Expecting a baby? Congratulations! Whether this is your first child or a new sibling, proper prenatal care is vital to a healthy pregnancy, and a healthy baby. As soon as you know you are pregnant, schedule an appointment with your obstetrician/gynecologist (OB/GYN).
Your first prenatal appointment: What to expect
During your first prenatal visit, you and your OB/GYN will:
- Confirm your pregnancy and determine your approximate due date
- Discuss your health history, including the medical background of family members
- Check your general physical health, including a pelvic exam, and identify any potential risk factors (such as age, genetic conditions, etc.)
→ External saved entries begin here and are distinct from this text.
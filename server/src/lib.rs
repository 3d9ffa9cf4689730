//! CBRates Server
//!
//! HTTP front end over the rate repository:
//!
//! - `POST /get_exchange_rates` returns a bank's rate table for today
//! - `POST /convert` converts an amount between two currencies at one bank

pub mod config;
pub mod dto;
pub mod error;
pub mod extract;
pub mod handlers;
pub mod router;

pub use config::{ServerConfig, MAX_REQUEST_BODY_BYTES};
pub use error::ApiError;
pub use router::{create_router, AppState};
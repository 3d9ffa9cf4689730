//! HTTP handlers.

use std::sync::Arc;

use axum::extract::State;
use axum::Json;
use tracing::{info, instrument};

use crate::dto::{ConvertRequest, ConvertResponse, GetRatesRequest, GetRatesResponse};
use crate::error::ApiError;
use crate::extract::JsonBody;
use crate::router::AppState;

/// POST /get_exchange_rates
#[instrument(skip_all, fields(country = ?request.country))]
pub async fn get_exchange_rates(
    State(state): State<Arc<AppState>>,
    JsonBody(request): JsonBody<GetRatesRequest>,
) -> Result<Json<GetRatesResponse>, ApiError> {
    let table = state.repository.get_rates(request.country.as_ref()).await?;

    info!(date_loaded = %table.date_loaded, currencies = table.rates.len(), "Rates served");
    Ok(Json(GetRatesResponse {
        rates: table.rates.clone(),
    }))
}

/// POST /convert
#[instrument(skip_all, fields(
    country = ?request.country,
    source = %request.source_currency,
    target = %request.target_currency,
    amount = request.amount
))]
pub async fn convert(
    State(state): State<Arc<AppState>>,
    JsonBody(request): JsonBody<ConvertRequest>,
) -> Result<Json<ConvertResponse>, ApiError> {
    let request = request.into_exchange_rate_request(&state.default_cb);
    let rate = state.repository.get_exchange_rate(&request).await?;

    Ok(Json(ConvertResponse {
        amount: rate.rate_target_to_base,
    }))
}
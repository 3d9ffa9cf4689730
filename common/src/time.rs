//! Time utilities for bank-local calendar dates.

use chrono::{DateTime, Duration, Utc};
use chrono_tz::Tz;
use parking_lot::RwLock;

/// Layout of `RateTable::date_loaded` (`YYYY-MM-DD`).
pub const DATE_LAYOUT: &str = "%Y-%m-%d";

/// A timestamp (always UTC internally).
pub type Timestamp = DateTime<Utc>;

/// Format `now` as a calendar date in the given timezone.
pub fn local_date(now: Timestamp, tz: Tz) -> String {
    now.with_timezone(&tz).format(DATE_LAYOUT).to_string()
}

/// Source of the current time.
///
/// Everything that stamps or checks a bank-local date reads "now" through a
/// clock so the calendar can be moved in tests.
pub trait Clock: Send + Sync {
    /// Current instant.
    fn now(&self) -> Timestamp;
}

/// Wall-clock time.
#[derive(Debug, Clone, Copy, Default)]
pub struct SystemClock;

impl Clock for SystemClock {
    fn now(&self) -> Timestamp {
        Utc::now()
    }
}

/// Clock that only moves when told to.
#[derive(Debug)]
pub struct ManualClock {
    now: RwLock<Timestamp>,
}

impl ManualClock {
    /// Create a clock frozen at `now`.
    pub fn new(now: Timestamp) -> Self {
        Self {
            now: RwLock::new(now),
        }
    }

    /// Jump to an absolute instant.
    pub fn set(&self, now: Timestamp) {
        *self.now.write() = now;
    }

    /// Move forward by `by`.
    pub fn advance(&self, by: Duration) {
        let mut now = self.now.write();
        *now += by;
    }
}

impl Clock for ManualClock {
    fn now(&self) -> Timestamp {
        *self.now.read()
    }
}

#[cfg(test)]
mod tests {
    use super::*;
    use chrono::TimeZone;

    #[test]
    fn test_local_date_follows_timezone() {
        // 2023-04-17 20:30 UTC is already the 18th in Bangkok (UTC+7)
        // but still the 17th in Moscow (UTC+3 => 23:30).
        let now = Utc.with_ymd_and_hms(2023, 4, 17, 20, 30, 0).unwrap();

        assert_eq!(local_date(now, chrono_tz::Asia::Bangkok), "2023-04-18");
        assert_eq!(local_date(now, chrono_tz::Europe::Moscow), "2023-04-17");
    }

    #[test]
    fn test_manual_clock() {
        let start = Utc.with_ymd_and_hms(2023, 4, 17, 0, 0, 0).unwrap();
        let clock = ManualClock::new(start);
        assert_eq!(clock.now(), start);

        clock.advance(Duration::hours(25));
        assert_eq!(clock.now(), start + Duration::hours(25));

        clock.set(start);
        assert_eq!(clock.now(), start);
    }
}
//! HTTP client shared by the feed gateways.

use std::time::Duration;

use cbrates_fx::FeedError;
use reqwest::header::HeaderMap;
use reqwest::Client;
use tracing::{debug, instrument};

use crate::config::GatewayConfig;

/// Thin wrapper over `reqwest` enforcing the feed timeout and body limit.
#[derive(Debug, Clone)]
pub struct FeedClient {
    client: Client,
    max_body_bytes: usize,
}

impl FeedClient {
    /// Create a client with the given request timeout and body limit.
    pub fn new(timeout: Duration, max_body_bytes: usize) -> Result<Self, FeedError> {
        let client = Client::builder()
            .timeout(timeout)
            .build()
            .map_err(|e| FeedError::Network(e.to_string()))?;

        Ok(Self {
            client,
            max_body_bytes,
        })
    }

    /// Create a client from gateway configuration.
    pub fn from_config(config: &GatewayConfig) -> Result<Self, FeedError> {
        Self::new(config.timeout, config.max_body_bytes)
    }

    /// GET `url` and return the body.
    ///
    /// Any status other than 2xx is an error, as is a body longer than the
    /// configured limit.
    #[instrument(skip(self, headers))]
    pub async fn get(&self, url: &str, headers: HeaderMap) -> Result<Vec<u8>, FeedError> {
        let mut response = self
            .client
            .get(url)
            .headers(headers)
            .send()
            .await
            .map_err(|e| request_error(url, e))?;

        let status = response.status();
        if !status.is_success() {
            return Err(FeedError::Status {
                status: status.as_u16(),
                url: url.to_string(),
            });
        }

        if response
            .content_length()
            .is_some_and(|len| len > self.max_body_bytes as u64)
        {
            return Err(self.too_large(url));
        }

        let mut body = Vec::new();
        while let Some(chunk) = response.chunk().await.map_err(|e| request_error(url, e))? {
            if body.len() + chunk.len() > self.max_body_bytes {
                return Err(self.too_large(url));
            }
            body.extend_from_slice(&chunk);
        }

        debug!(bytes = body.len(), "Feed body received");
        Ok(body)
    }

    fn too_large(&self, url: &str) -> FeedError {
        FeedError::BodyTooLarge {
            url: url.to_string(),
            limit: self.max_body_bytes,
        }
    }
}

fn request_error(url: &str, err: reqwest::Error) -> FeedError {
    if err.is_timeout() {
        FeedError::Timeout {
            url: url.to_string(),
        }
    } else {
        FeedError::Network(err.to_string())
    }
}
- Discuss what to expect during your pregnancy, including recommendations for nutrition, prenatal vitamins, exercise, sexual activity, morning sickness and other concerns
Don’t be afraid to ask questions! Even if you feel a question may be silly, ask away — your OB/GYN has likely heard it all before. Getting the answers you seek reduces anxiety and helps you enjoy your pregnancy. And that’s important to your health and the health of your baby.
Prenatal laboratory tests
Your physician may also schedule several blood tests to screen for diseases and other concerns that should be addressed early in your pregnancy. The most common tests include the following:
- Complete Blood Count (CBC) screens for blood problems such as anemia (usually due to low levels of iron).
- RPR screens for syphilis, a sexually transmitted disease that can be passed on to your baby. If left untreated, syphilis can cause nerve damage, brain damage, or bone problems and may even put the baby’s life at risk.
- Rubella screens for immunity against German measles, and Varicella screens for immunity against chickenpox.
- HBsAg screens for hepatitis B, a liver infection that mothers can pass on to their babies without realizing they have it.
- Type and screen blood test determines your blood type and Rh factor (a protein on the surface of blood cells that causes an immune system response). You are either Rh negative (blood has no Rh factor) or Rh positive (blood has Rh factor). Either one is fine, but if the mother’s blood is Rh negative and the father’s blood is Rh positive, the baby’s blood type may not match the mother’s, which can cause problems during pregnancy or delivery. This condition is known as “Rh incompatibility” and affects about 15 percent of pregnancies. If you do have Rh incompatibility, your OB/GYN will give you one or more injections of Rhogam, an immune globulin, to ensure that your antibodies don’t have an adverse reaction to the pregnancy.
- Genetic tests: Depending on your ethnic background and medical history, you may also be tested for sickle-cell anemia, Tay-Sachs disease, cystic fibrosis and other genetic diseases that can be passed onto the baby.
Countdown to baby
Your OB/GYN will let you know when you need to come back for subsequent prenatal check-ups. Your first prenatal visit will most likely be longer and more comprehensive than later visits.
When you return, your OB/GYN will perform an ultrasound exam to listen for the baby’s heartbeat, and do a visual examination of the developing fetus via pictures on a screen. Your physician will also discuss your health and let you know if there is anything specific you should be doing.